Published by at 11:39 pm under Environmental Policy

On July 26, 2012, the Pennsylvania Commonwealth Court issued its decision in Robinson Township et al. v. Commonwealth of Pennsylvania, No. 284 MD 2012 (available at http://www.pacourts.us/OpPosting/Cwealth/out/284MD12_7-26-12.pdf.)  In Part I of this series of blog posts (see down below this post), I discussed the background and general aspects of the decision.  In this Part II, I want to focus on the biggest headline grabber of the decision:  the nullification of § 3304’s requirements concerning local zoning regulation of gas and oil drilling.

 

 The Background of the Zoning Issue

          To understand the § 3304 issue, it is important to note first that the Pennsylvania Supreme Court, in the twin 2009 decisions of Huntley & Huntley, Inc. v.
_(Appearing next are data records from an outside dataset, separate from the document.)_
//! Purpose: Compare a string/object column against a datetime column as timestamps.
//! Exports: `applies`, `reconcile`, `parse_timestamp`.
//! Role: Third strategy; chosen only for a {datetime, object} column pair.
//! Invariants: Argument order never changes the result.
//! Invariants: One unparseable candidate value fails the whole column.
use crate::core::error::{CompareError, Error, ErrorKind};
use crate::core::matches::MatchVector;
use crate::core::value::{Column, StorageKind, Value};
use time::format_description::well_known::Rfc3339;
use time::macros::format_description;
use time::{Date, OffsetDateTime, PrimitiveDateTime, Time, UtcOffset};

/// True when exactly one side is a datetime column and the other is object storage.
pub fn applies(a: StorageKind, b: StorageKind) -> bool {
    (a == StorageKind::DateTime && b.is_object())
        || (b == StorageKind::DateTime && a.is_object())
}

pub fn reconcile(a: &Column, b: &Column) -> Result<MatchVector, CompareError> {
    CompareError::check_aligned(a.len(), b.len())?;
    let (candidate, reference) = if a.kind() == StorageKind::DateTime {
        (b, a)
    } else {
        (a, b)
    };
    let parsed = candidate
        .iter()
        .enumerate()
        .map(|(position, value)| candidate_timestamp(value, position))
        .collect::<Result<Vec<_>, _>>()?;

    Ok(parsed
        .iter()
        .zip(reference.iter())
        .map(|(parsed, reference)| match (parsed, reference_timestamp(reference)) {
            (None, None) => true,
            (Some(left), Some(right)) => *left == right,
            _ => false,
        })
        .collect())
}

/// Parses a timestamp leniently. Accepted forms, surrounding whitespace ignored:
///
/// - Dates: `YYYY-M-D`, `YYYY/M/D`, `M/D/YYYY` (month and day with or without
///   a leading zero) and compact `YYYYMMDD`.
/// - An optional clock after `T` or a space: `H:MM`, `H:MM:SS` or
///   `H:MM:SS.fraction`.
/// - An optional offset after the clock: `Z`, `+HH:MM`, `+HHMM` or `+HH`
///   (or `-`), with or without a space before it.
///
/// Offset timestamps are normalized to UTC; timestamps without an offset are
/// taken as they are.
pub fn parse_timestamp(text: &str) -> Result<PrimitiveDateTime, Error> {
    let trimmed = text.trim();
    if let Ok(parsed) = OffsetDateTime::parse(trimmed, &Rfc3339) {
        let utc = parsed.to_offset(UtcOffset::UTC);
        return Ok(PrimitiveDateTime::new(utc.date(), utc.time()));
    }

    let (date_part, clock_part) = match trimmed.find(|c: char| c == 'T' || c == ' ') {
        Some(split) => (&trimmed[..split], Some(trimmed[split + 1..].trim_start())),
        None => (trimmed, None),
    };
    let date = parse_date(date_part).map_err(|err| unrecognized(trimmed).with_source(err))?;
    let (time, offset) = match clock_part {
        Some(clock_part) => {
            parse_clock(clock_part).map_err(|err| unrecognized(trimmed).with_source(err))?
        }
        None => (Time::MIDNIGHT, UtcOffset::UTC),
    };
    let utc = PrimitiveDateTime::new(date, time)
        .assume_offset(offset)
        .checked_to_offset(UtcOffset::UTC)
        .ok_or_else(|| unrecognized(trimmed))?;
    Ok(PrimitiveDateTime::new(utc.date(), utc.time()))
}

fn parse_date(text: &str) -> Result<Date, time::error::Parse> {
    Date::parse(
        text,
        format_description!("[year]-[month padding:none]-[day padding:none]"),
    )
    .or_else(|_| {
        Date::parse(
            text,
            format_description!("[year]/[month padding:none]/[day padding:none]"),
        )
    })
    .or_else(|_| {
        Date::parse(
            text,
            format_description!("[month padding:none]/[day padding:none]/[year]"),
        )
    })
    .or_else(|_| Date::parse(text, format_description!("[year][month][day]")))
}

fn parse_clock(text: &str) -> Result<(Time, UtcOffset), time::error::Parse> {
    let (clock, offset) = split_offset(text)?;
    Ok((parse_time(clock)?, offset))
}

fn split_offset(text: &str) -> Result<(&str, UtcOffset), time::error::Parse> {
    if let Some(clock) = text.strip_suffix('Z') {
        return Ok((clock.trim_end(), UtcOffset::UTC));
    }
    match text.rfind(['+', '-']) {
        Some(split) => Ok((text[..split].trim_end(), parse_offset(&text[split..])?)),
        None => Ok((text, UtcOffset::UTC)),
    }
}

fn parse_offset(text: &str) -> Result<UtcOffset, time::error::Parse> {
    UtcOffset::parse(
        text,
        format_description!("[offset_hour sign:mandatory]:[offset_minute]"),
    )
    .or_else(|_| {
        UtcOffset::parse(
            text,
            format_description!("[offset_hour sign:mandatory][offset_minute]"),
        )
    })
    .or_else(|_| UtcOffset::parse(text, format_description!("[offset_hour sign:mandatory]")))
}

fn parse_time(text: &str) -> Result<Time, time::error::Parse> {
    if text.contains('.') {
        return Time::parse(
            text,
            format_description!("[hour padding:none]:[minute]:[second].[subsecond]"),
        );
    }
    if text.matches(':').count() == 1 {
        let padded = format!("{text}:00");
        return Time::parse(
            &padded,
            format_description!("[hour padding:none]:[minute]:[second]"),
        );
    }
    Time::parse(text, format_description!("[hour padding:none]:[minute]:[second]"))
}

fn unrecognized(text: &str) -> Error {
    Error::new(ErrorKind::Usage).with_message(format!("unrecognized timestamp: {text:?}"))
}

fn candidate_timestamp(
    value: &Value,
    position: usize,
) -> Result<Option<PrimitiveDateTime>, CompareError> {
    if value.is_null() {
        return Ok(None);
    }
    match value {
        Value::DateTime(timestamp) => Ok(Some(*timestamp)),
        Value::Text(text) => parse_timestamp(text)
            .map(Some)
            .map_err(|_| CompareError::Unparseable { position }),
        _ => Err(CompareError::Unparseable { position }),
    }
}

fn reference_timestamp(value: &Value) -> Option<PrimitiveDateTime> {
    match value {
        Value::DateTime(timestamp) => Some(*timestamp),
        _ => None,
    }
}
Borough of Oakmont, 964 A.2d 855 (Pa. 2009) and Range Resources-Appalachia, LLC v. Salem Township, 964 A.2d 869 (Pa. 2009), ruled that Pennsylvania’s Oil and Gas Act did not fully preempt local zoning control over gas drilling activities.  In essence, what these two decisions held was that a local municipality could control (via zoning) the location of drilling activity, but not the activity itself.  Thus, a municipality could prohibit drilling in certain zones (like residential areas), but could not regulate things like the time or noise levels of drilling activity.  As a result of these two rulings, several municipalities found they could control drilling either under existing zoning ordinances or by the amendment of their zoning ordinances, and proceeded to do so.

 

Chapter 33 of the new Oil and Gas Act created by Act 13 clearly sought to severely restrict municipal control over gas drilling.  It used a 3-prong approach.  Section 3302 prohibits any municipal ordinances (other than those under the Municipal Planning Code or the Flood Plain Management Act) which seek to regulate oil and gas activities, expressly stating that the new act “preempts and supersedes” such municipal regulations.  Thus, municipal ordinances that sought, for example, to ban gas drilling in a town because the municipality did not want it, were now preempted.  Section 3303 declares that state environmental laws “occupy the entire field to the exclusion of local ordinances” so that all local ordinances  based on environmental concerns were preempted and superseded.  Thus, local ordinances which sought to ban gas drilling because it was or created an environmental problem were now preempted.  That still left zoning, and § 3304 seeks to limit municipal zoning power.  Section 3304(a) requires that all local zoning ordinances “shall allow for the reasonable development of oil and gas resources,” and “reasonable development of oil and gas resources” is defined in § 3304(b) to mean that a local zoning ordinance must, among other things: (1) allow “location assessment” operations such as seismic testing using explosives; (2) impose restrictions on oil and gas operations that are no more stringent than those imposed on other industrial operations; and (3) allow oil and gas operations (both drilling and impoundments) “as a permitted use in all zoning districts” (subject to some specified setback requirements).  This, of course had the effect of doing away with the ability to control the location of drilling recognized by the Pennsylvania Supreme Court 3 years before.  To make sure that municipalities complied with these requirements, Act 13 included some “hammers” in the form of creating a civil cause of action for a “person aggrieved” by a municipal ordinance not in compliance with Act 13 (§ 3306) with the ability of the plaintiff to obtain attorney’s fees (§ 3307), and a provision making municipalities whose ordinances are found by the Commonwealth Court or the Supreme Court to violate the Act to be “immediately ineligible” to receive any impact fees for gas drilling activity in the municipality (§  3308).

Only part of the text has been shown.